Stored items
#####
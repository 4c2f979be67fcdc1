// ugBC - A retargetable BASIC compiler creating binaries for 8-bit home computers
// Copyright (C) 2026  Marcel Joachim Kloubert <marcel@kloubert.dev>
//
// This program is free software: you can redistribute it and/or modify
// it under the terms of the GNU Affero General Public License as published by
// the Free Software Foundation, either version 3 of the License, or
// (at your option) any later version.
//
// This program is distributed in the hope that it will be useful,
// but WITHOUT ANY WARRANTY; without even the implied warranty of
// MERCHANTABILITY or FITNESS FOR A PARTICULAR PURPOSE.  See the
// GNU Affero General Public License for more details.
//
// You should have received a copy of the GNU Affero General Public License
// along with this program.  If not, see <https://www.gnu.org/licenses/>.

//! Palette extraction and nearest-color matching.
//!
//! Every pixel is matched to the closest hardware color (Euclidean
//! distance in RGB after gamma correction). The distinct hardware colors
//! of an image form its palette; pixels are stored as indices into it.

use crate::backend::HardwareColor;
use crate::config::GammaCorrection;
use crate::error::ErrorCode;

/// One color of an image palette.
#[derive(Debug, Clone, Copy, PartialEq, Eq)]
pub struct PaletteEntry {
    /// Hardware color value.
    pub hardware: u8,
    pub rgb: [u8; 3],
    /// Pixels using this color.
    pub count: usize,
}

/// Options of [`extract`].
#[derive(Debug, Clone, Copy, Default)]
pub struct PaletteOptions {
    pub gamma: GammaCorrection,
    /// Order the palette by decreasing use instead of first appearance.
    pub sort_by_popularity: bool,
    /// Hardware color forced into slot 0.
    pub background: Option<u8>,
    /// Hardware color forced into slot 1.
    pub foreground: Option<u8>,
    /// Pixels with an alpha below 128 take the background slot.
    pub transparency: bool,
}

/// Apply the gamma correction of `DEFINE PALETTE GAMMA`.
pub fn correct(rgb: [u8; 3], gamma: GammaCorrection) -> [u8; 3] {
    let apply = |c: u8, exponent: f64| -> u8 {
        let normalized = f64::from(c) / 255.0;
        (normalized.powf(exponent) * 255.0).round().clamp(0.0, 255.0) as u8
    };
    match gamma {
        GammaCorrection::None => rgb,
        GammaCorrection::Devulder => rgb.map(|c| apply(c, 1.0 / 1.4)),
        GammaCorrection::Florenzi => rgb.map(|c| apply(c, 1.0 / 2.2)),
    }
}

fn distance(a: [u8; 3], b: [u8; 3]) -> u32 {
    a.iter()
        .zip(b.iter())
        .map(|(&x, &y)| {
            let d = i32::from(x) - i32::from(y);
            (d * d) as u32
        })
        .sum()
}

/// The hardware color closest to `rgb`.
///
/// An exact match wins at once; among equally distant colors the one
/// listed first wins.
pub fn nearest(palette: &[HardwareColor], rgb: [u8; 3]) -> Option<&HardwareColor> {
    let mut best: Option<(&HardwareColor, u32)> = None;
    for color in palette {
        let d = distance(color.rgb, rgb);
        if d == 0 {
            return Some(color);
        }
        if best.map(|(_, b)| d < b).unwrap_or(true) {
            best = Some((color, d));
        }
    }
    best.map(|(color, _)| color)
}

/// Slot of hardware color `hardware` in an image palette.
pub fn reverse_index(palette: &[PaletteEntry], hardware: u8) -> Option<usize> {
    palette.iter().position(|e| e.hardware == hardware)
}

/// Build the palette of an RGBA image and index its pixels.
///
/// Fails with E059 when more than `budget` distinct hardware colors are needed.
pub fn extract(
    pixels: &[[u8; 4]],
    hardware: &[HardwareColor],
    budget: usize,
    options: &PaletteOptions,
) -> Result<(Vec<PaletteEntry>, Vec<u8>), ErrorCode> {
    let mut palette: Vec<PaletteEntry> = Vec::new();
    let mut matched: Vec<Option<u8>> = Vec::with_capacity(pixels.len());

    for pixel in pixels {
        if options.transparency && pixel[3] < 128 {
            matched.push(None);
            continue;
        }
        let rgb = correct([pixel[0], pixel[1], pixel[2]], options.gamma);
        let color = nearest(hardware, rgb).ok_or(ErrorCode::TooManyColors)?;
        match palette.iter_mut().find(|e| e.hardware == color.index) {
            Some(entry) => entry.count += 1,
            None => palette.push(PaletteEntry {
                hardware: color.index,
                rgb: color.rgb,
                count: 1,
            }),
        }
        matched.push(Some(color.index));
    }

    if options.sort_by_popularity {
        palette.sort_by(|a, b| b.count.cmp(&a.count));
    }

    let transparent = matched.iter().filter(|m| m.is_none()).count();
    let background = options
        .background
        .or_else(|| (transparent > 0).then(|| palette.first().map(|e| e.hardware)).flatten());
    for (slot, forced) in [(0usize, background), (1usize, options.foreground)] {
        let Some(forced) = forced else { continue };
        let entry = match palette.iter().position(|e| e.hardware == forced) {
            Some(at) => palette.remove(at),
            None => PaletteEntry {
                hardware: forced,
                rgb: hardware
                    .iter()
                    .find(|c| c.index == forced)
                    .map(|c| c.rgb)
                    .unwrap_or([0, 0, 0]),
                count: 0,
            },
        };
        palette.insert(slot.min(palette.len()), entry);
    }

    if palette.len() > budget {
        return Err(ErrorCode::TooManyColors);
    }

    let indices = matched
        .iter()
        .map(|m| match m {
            Some(hw) => reverse_index(&palette, *hw).unwrap_or(0) as u8,
            None => 0,
        })
        .collect();
    Ok((palette, indices))
}

#[cfg(test)]
mod tests {
    use super::*;

    const COLORS: &[HardwareColor] = &[
        HardwareColor { index: 0, rgb: [0, 0, 0], name: "black" },
        HardwareColor { index: 1, rgb: [255, 255, 255], name: "white" },
        HardwareColor { index: 2, rgb: [136, 0, 0], name: "red" },
        HardwareColor { index: 3, rgb: [136, 0, 0], name: "red again" },
    ];

    fn px(rgb: [u8; 3]) -> [u8; 4] {
        [rgb[0], rgb[1], rgb[2], 255]
    }

    #[test]
    fn test_nearest_prefers_exact_then_first() {
        assert_eq!(nearest(COLORS, [136, 0, 0]).map(|c| c.index), Some(2));
        assert_eq!(nearest(COLORS, [10, 10, 10]).map(|c| c.index), Some(0));
        assert_eq!(nearest(COLORS, [250, 240, 250]).map(|c| c.index), Some(1));
    }

    #[test]
    fn test_extract_in_order_of_appearance() {
        let pixels = [px([255, 255, 255]), px([0, 0, 0]), px([250, 250, 250])];
        let (palette, indices) = extract(&pixels, COLORS, 4, &PaletteOptions::default()).unwrap();
        assert_eq!(palette.iter().map(|e| e.hardware).collect::<Vec<_>>(), vec![1, 0]);
        assert_eq!(indices, vec![0, 1, 0]);
        assert_eq!(palette[0].count, 2);
    }

    #[test]
    fn test_popularity_and_background() {
        let pixels = [px([0, 0, 0]), px([136, 0, 0]), px([136, 0, 0])];
        let options = PaletteOptions {
            sort_by_popularity: true,
            ..Default::default()
        };
        let (palette, _) = extract(&pixels, COLORS, 4, &options).unwrap();
        assert_eq!(palette[0].hardware, 2);

        let options = PaletteOptions {
            background: Some(1),
            ..Default::default()
        };
        let (palette, indices) = extract(&pixels, COLORS, 4, &options).unwrap();
        assert_eq!(palette[0].hardware, 1);
        assert_eq!(palette[0].count, 0);
        assert_eq!(indices, vec![1, 2, 2]);
    }

    #[test]
    fn test_budget_exceeded() {
        let pixels = [px([0, 0, 0]), px([255, 255, 255]), px([136, 0, 0])];
        assert_eq!(
            extract(&pixels, COLORS, 2, &PaletteOptions::default()),
            Err(ErrorCode::TooManyColors)
        );
    }

    #[test]
    fn test_transparent_pixels_take_slot_zero() {
        let pixels = [[9, 9, 9, 0], px([255, 255, 255])];
        let options = PaletteOptions {
            transparency: true,
            background: Some(0),
            ..Default::default()
        };
        let (palette, indices) = extract(&pixels, COLORS, 2, &options).unwrap();
        assert_eq!(palette[0].hardware, 0);
        assert_eq!(indices, vec![0, 1]);
    }

    #[test]
    fn test_gamma() {
        assert_eq!(correct([10, 20, 30], GammaCorrection::None), [10, 20, 30]);
        let bright = correct([64, 64, 64], GammaCorrection::Florenzi);
        assert!(bright[0] > 64);
        assert_eq!(correct([255, 0, 255], GammaCorrection::Devulder), [255, 0, 255]);
    }
}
#####
▸ **Aim of the exercise**
Copy exactly the lines above, from the one containing "assert_eq!(indices, vec![1, 2, 2]);" through the very last line.

▸ **The answer**
        assert_eq!(indices, vec![1, 2, 2]);
    }

    #[test]
    fn test_budget_exceeded() {
        let pixels = [px([0, 0, 0]), px([255, 255, 255]), px([136, 0, 0])];
        assert_eq!(
            extract(&pixels, COLORS, 2, &PaletteOptions::default()),
            Err(ErrorCode::TooManyColors)
        );
    }

    #[test]
    fn test_transparent_pixels_take_slot_zero() {
        let pixels = [[9, 9, 9, 0], px([255, 255, 255])];
        let options = PaletteOptions {
            transparency: true,
            background: Some(0),
            ..Default::default()
        };
        let (palette, indices) = extract(&pixels, COLORS, 2, &options).unwrap();
        assert_eq!(palette[0].hardware, 0);
        assert_eq!(indices, vec![0, 1]);
    }

    #[test]
    fn test_gamma() {
        assert_eq!(correct([10, 20, 30], GammaCorrection::None), [10, 20, 30]);
        let bright = correct([64, 64, 64], GammaCorrection::Florenzi);
        assert!(bright[0] > 64);
        assert_eq!(correct([255, 0, 255], GammaCorrection::Devulder), [255, 0, 255]);
    }
}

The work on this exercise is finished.